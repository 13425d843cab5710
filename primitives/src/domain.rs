use ark_bls12_381::Fr;
use ark_ff::{FftField, Field};
use ark_std::{One, Zero};
use byteorder::{ByteOrder, LittleEndian};
use num_traits::ToPrimitive;

use crate::{
    consts::{BYTES_PER_FIELD_ELEMENT, SIZE_OF_U64, TWO_ADICITY},
    errors::PolynomialError,
    fft::{distribute_powers, serial_fft},
    helpers::{batch_inversion, fr_from_le_bytes, fr_to_le_bytes},
    polynomial::EvaluationForm,
};

/// A multiplicative subgroup `H = {1, ω, ω², ..., ω^(n-1)}` of the scalar field
/// of size `n = 2^k`, used for FFTs and Lagrange interpolation.
#[derive(Copy, Clone, Debug, PartialEq, Eq)]
pub struct EvaluationDomain {
    size: usize,
    log_size: u32,
    size_as_field_element: Fr,
    size_inverse: Fr,
    generator: Fr,
    generator_inverse: Fr,
}

impl EvaluationDomain {
    /// Encoded size: `u64` size followed by the generator.
    pub const BYTE_SIZE: usize = SIZE_OF_U64 + BYTES_PER_FIELD_ELEMENT;

    /// Creates the smallest domain able to hold `num_coefficients` values.
    ///
    /// The size is rounded up to the next power of two. Zero and one both give
    /// the trivial domain `{1}`.
    ///
    /// # Errors
    /// * `PolynomialError::InvalidDomainSize` when the rounded size exceeds
    ///   `2^TWO_ADICITY`.
    pub fn new(num_coefficients: usize) -> Result<Self, PolynomialError> {
        let size = num_coefficients.checked_next_power_of_two().ok_or(
            PolynomialError::InvalidDomainSize {
                log_size: usize::BITS,
                two_adicity: TWO_ADICITY,
            },
        )?;
        let log_size = size.trailing_zeros();
        if log_size > TWO_ADICITY {
            return Err(PolynomialError::InvalidDomainSize {
                log_size,
                two_adicity: TWO_ADICITY,
            });
        }

        let mut generator = Fr::TWO_ADIC_ROOT_OF_UNITY;
        for _ in log_size..TWO_ADICITY {
            generator.square_in_place();
        }

        Self::from_parts(generator, size).ok_or(PolynomialError::InvalidDomainSize {
            log_size,
            two_adicity: TWO_ADICITY,
        })
    }

    /// Rebuilds a domain from a known generator and size.
    ///
    /// Returns `None` when `size` is not a power of two within the two-adicity
    /// bound, or when `generator` is not a root of unity of order `size`.
    pub fn from_parts(generator: Fr, size: usize) -> Option<Self> {
        if !size.is_power_of_two() {
            return None;
        }
        let log_size = size.trailing_zeros();
        if log_size > TWO_ADICITY {
            return None;
        }
        let size_u64 = size.to_u64()?;
        if generator.pow([size_u64]) != Fr::one() {
            return None;
        }
        // primitive: no smaller power of two already reaches one
        if size_u64 > 1 && generator.pow([size_u64 / 2]) == Fr::one() {
            return None;
        }

        let size_as_field_element = Fr::from(size_u64);
        Some(Self {
            size,
            log_size,
            size_as_field_element,
            size_inverse: size_as_field_element.inverse()?,
            generator,
            generator_inverse: generator.inverse()?,
        })
    }

    pub fn size(&self) -> usize {
        self.size
    }

    pub fn log_size(&self) -> u32 {
        self.log_size
    }

    pub fn size_as_field_element(&self) -> Fr {
        self.size_as_field_element
    }

    pub fn size_inverse(&self) -> Fr {
        self.size_inverse
    }

    /// The primitive `size`-th root of unity `ω`.
    pub fn group_generator(&self) -> Fr {
        self.generator
    }

    pub fn group_generator_inverse(&self) -> Fr {
        self.generator_inverse
    }

    /// Returns `ω^index`.
    pub fn element(&self, index: usize) -> Fr {
        self.generator.pow([index as u64])
    }

    /// Forward transform in place: coefficients in, evaluations over the domain
    /// out. Shorter inputs are zero-padded to the domain size.
    pub fn fast_fourier(&self, values: &mut Vec<Fr>) -> Result<(), PolynomialError> {
        self.pad(values)?;
        serial_fft(values, &self.generator, self.log_size);
        Ok(())
    }

    /// Inverse transform in place: evaluations in, coefficients out.
    pub fn inverse_fast_fourier(&self, values: &mut Vec<Fr>) -> Result<(), PolynomialError> {
        self.pad(values)?;
        serial_fft(values, &self.generator_inverse, self.log_size);
        for value in values.iter_mut() {
            *value *= self.size_inverse;
        }
        Ok(())
    }

    pub fn fft(&self, coefficients: &[Fr]) -> Result<Vec<Fr>, PolynomialError> {
        let mut values = coefficients.to_vec();
        self.fast_fourier(&mut values)?;
        Ok(values)
    }

    pub fn ifft(&self, evaluations: &[Fr]) -> Result<Vec<Fr>, PolynomialError> {
        let mut values = evaluations.to_vec();
        self.inverse_fast_fourier(&mut values)?;
        Ok(values)
    }

    /// Evaluates over the coset `g·H`, where `g` is the field's multiplicative
    /// generator.
    pub fn coset_fast_fourier(&self, values: &mut Vec<Fr>) -> Result<(), PolynomialError> {
        self.pad(values)?;
        distribute_powers(values, &Fr::GENERATOR);
        serial_fft(values, &self.generator, self.log_size);
        Ok(())
    }

    /// Interpolates evaluations taken over the coset `g·H` back to coefficients.
    pub fn coset_inverse_fast_fourier(&self, values: &mut Vec<Fr>) -> Result<(), PolynomialError> {
        let coset_generator_inverse = Fr::GENERATOR
            .inverse()
            .ok_or(PolynomialError::DivisionByZero)?;
        self.inverse_fast_fourier(values)?;
        distribute_powers(values, &coset_generator_inverse);
        Ok(())
    }

    /// `Z_H(tau) = tau^n - 1`.
    pub fn evaluate_vanishing_polynomial(&self, tau: &Fr) -> Fr {
        tau.pow([self.size as u64]) - Fr::one()
    }

    /// Evaluations of `Z(X) = X^degree - 1` over the coset `g·H`.
    ///
    /// # Errors
    /// * `PolynomialError::VanishingDegreeTooLarge` unless `degree < size`.
    pub fn evaluate_vanishing_polynomial_over_coset(
        &self,
        degree: u64,
    ) -> Result<EvaluationForm, PolynomialError> {
        if degree >= self.size as u64 {
            return Err(PolynomialError::VanishingDegreeTooLarge {
                degree,
                domain_size: self.size as u64,
            });
        }

        let coset_generator = Fr::GENERATOR.pow([degree]);
        let step = self.generator.pow([degree]);
        let mut current = coset_generator;
        let mut evaluations = Vec::with_capacity(self.size);
        for _ in 0..self.size {
            evaluations.push(current - Fr::one());
            current *= step;
        }

        EvaluationForm::new(evaluations, *self)
    }

    /// Evaluates every Lagrange basis polynomial `L_i` of the domain at `tau`.
    pub fn evaluate_all_lagrange_coefficients(&self, tau: &Fr) -> Vec<Fr> {
        let z_h_at_tau = self.evaluate_vanishing_polynomial(tau);

        if z_h_at_tau.is_zero() {
            // tau is itself a domain element: L_i(tau) is the indicator of that index
            let mut coefficients = vec![Fr::zero(); self.size];
            if let Some(position) = self.iter().position(|element| element == *tau) {
                coefficients[position] = Fr::one();
            }
            return coefficients;
        }

        let l = z_h_at_tau * self.size_inverse;
        let mut denominators: Vec<Fr> = self.iter().map(|element| *tau - element).collect();
        batch_inversion(&mut denominators);

        self.iter()
            .zip(denominators)
            .map(|(element, inverse)| l * element * inverse)
            .collect()
    }

    /// Lazily yields `ω^0, ω^1, ..., ω^(n-1)`.
    pub fn iter(&self) -> Elements {
        self.iter_from(0)
    }

    /// Lazily yields `ω^start, ..., ω^(n-1)`.
    pub fn iter_from(&self, start: usize) -> Elements {
        let index = start.min(self.size);
        Elements {
            domain: *self,
            current: self.element(index),
            index,
        }
    }

    pub fn to_bytes(&self) -> [u8; EvaluationDomain::BYTE_SIZE] {
        let mut bytes = [0u8; EvaluationDomain::BYTE_SIZE];
        LittleEndian::write_u64(&mut bytes[..SIZE_OF_U64], self.size as u64);
        bytes[SIZE_OF_U64..].copy_from_slice(&fr_to_le_bytes(&self.generator));
        bytes
    }

    /// Decodes [`Self::to_bytes`]. Returns `None` on a wrong length, a
    /// non-canonical scalar, a size that is not a power of two or a generator
    /// that is not a primitive root of that order.
    pub fn from_bytes(bytes: &[u8]) -> Option<Self> {
        if bytes.len() != Self::BYTE_SIZE {
            return None;
        }
        let size = LittleEndian::read_u64(&bytes[..SIZE_OF_U64]).to_usize()?;
        let generator = fr_from_le_bytes(&bytes[SIZE_OF_U64..])?;
        Self::from_parts(generator, size)
    }

    fn pad(&self, values: &mut Vec<Fr>) -> Result<(), PolynomialError> {
        if values.len() > self.size {
            return Err(PolynomialError::LengthMismatch {
                expected: self.size,
                actual: values.len(),
            });
        }
        values.resize(self.size, Fr::zero());
        Ok(())
    }
}

impl<'a> IntoIterator for &'a EvaluationDomain {
    type Item = Fr;
    type IntoIter = Elements;

    fn into_iter(self) -> Elements {
        self.iter()
    }
}

/// Iterator over the elements of an [`EvaluationDomain`], one multiplication per
/// step. Cloning it restarts from the clone's current position.
///
/// Two iterators compare equal when they walk the same domain and sit at the
/// same position.
#[derive(Clone, Debug)]
pub struct Elements {
    domain: EvaluationDomain,
    current: Fr,
    index: usize,
}

impl Elements {
    pub fn domain(&self) -> &EvaluationDomain {
        &self.domain
    }

    /// Exponent of the next element to be yielded.
    pub fn current_index(&self) -> usize {
        self.index
    }
}

impl Iterator for Elements {
    type Item = Fr;

    fn next(&mut self) -> Option<Fr> {
        if self.index >= self.domain.size {
            return None;
        }
        let element = self.current;
        self.current *= self.domain.generator;
        self.index += 1;
        Some(element)
    }

    fn size_hint(&self) -> (usize, Option<usize>) {
        let remaining = self.domain.size - self.index;
        (remaining, Some(remaining))
    }
}

impl ExactSizeIterator for Elements {}

impl PartialEq for Elements {
    fn eq(&self, other: &Self) -> bool {
        self.domain == other.domain && self.index == other.index
    }
}

#[cfg(test)]
mod tests {
    use super::*;

    #[test]
    fn test_iter_from_past_end_is_empty() {
        let domain = EvaluationDomain::new(8).unwrap();
        assert_eq!(domain.iter_from(8).count(), 0);
        assert_eq!(domain.iter_from(100).count(), 0);
        assert_eq!(domain.iter_from(3).len(), 5);
    }

    #[test]
    fn test_iterator_equality_follows_position() {
        let domain = EvaluationDomain::new(16).unwrap();
        let mut a = domain.iter();
        let b = domain.iter();
        assert!(a == b);
        a.next();
        assert!(a != b);
        assert!(a == domain.iter_from(1));
    }

    #[test]
    fn test_iterators_over_different_domains_differ() {
        let small = EvaluationDomain::new(8).unwrap();
        let large = EvaluationDomain::new(16).unwrap();
        assert!(small.iter() != large.iter());
        assert!(small.iter_from(8) != large.iter_from(8));
        assert!(small.iter() == small.iter());
    }

    #[test]
    fn test_from_parts_requires_primitive_root() {
        let domain = EvaluationDomain::new(256).unwrap();
        let generator = domain.group_generator();
        assert_eq!(EvaluationDomain::from_parts(generator, 256), Some(domain));

        // order 128 and order 1 both satisfy g^256 == 1
        assert_eq!(EvaluationDomain::from_parts(generator.square(), 256), None);
        assert_eq!(EvaluationDomain::from_parts(Fr::one(), 256), None);
        assert_eq!(
            EvaluationDomain::from_parts(-Fr::one(), 2).map(|d| d.size()),
            Some(2)
        );
        assert_eq!(
            EvaluationDomain::from_parts(Fr::one(), 1).map(|d| d.size()),
            Some(1)
        );
    }

    #[test]
    fn test_trivial_domain() {
        for n in [0, 1] {
            let domain = EvaluationDomain::new(n).unwrap();
            assert_eq!(domain.size(), 1);
            assert_eq!(domain.log_size(), 0);
            assert_eq!(domain.group_generator(), Fr::one());
        }
    }
}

▸ Your goal
All lines holding the word "impl" must be found in the listing and copied.

▸ Your solution
impl EvaluationDomain {
impl<'a> IntoIterator for &'a EvaluationDomain {
impl Elements {
impl Iterator for Elements {
impl ExactSizeIterator for Elements {}
impl PartialEq for Elements {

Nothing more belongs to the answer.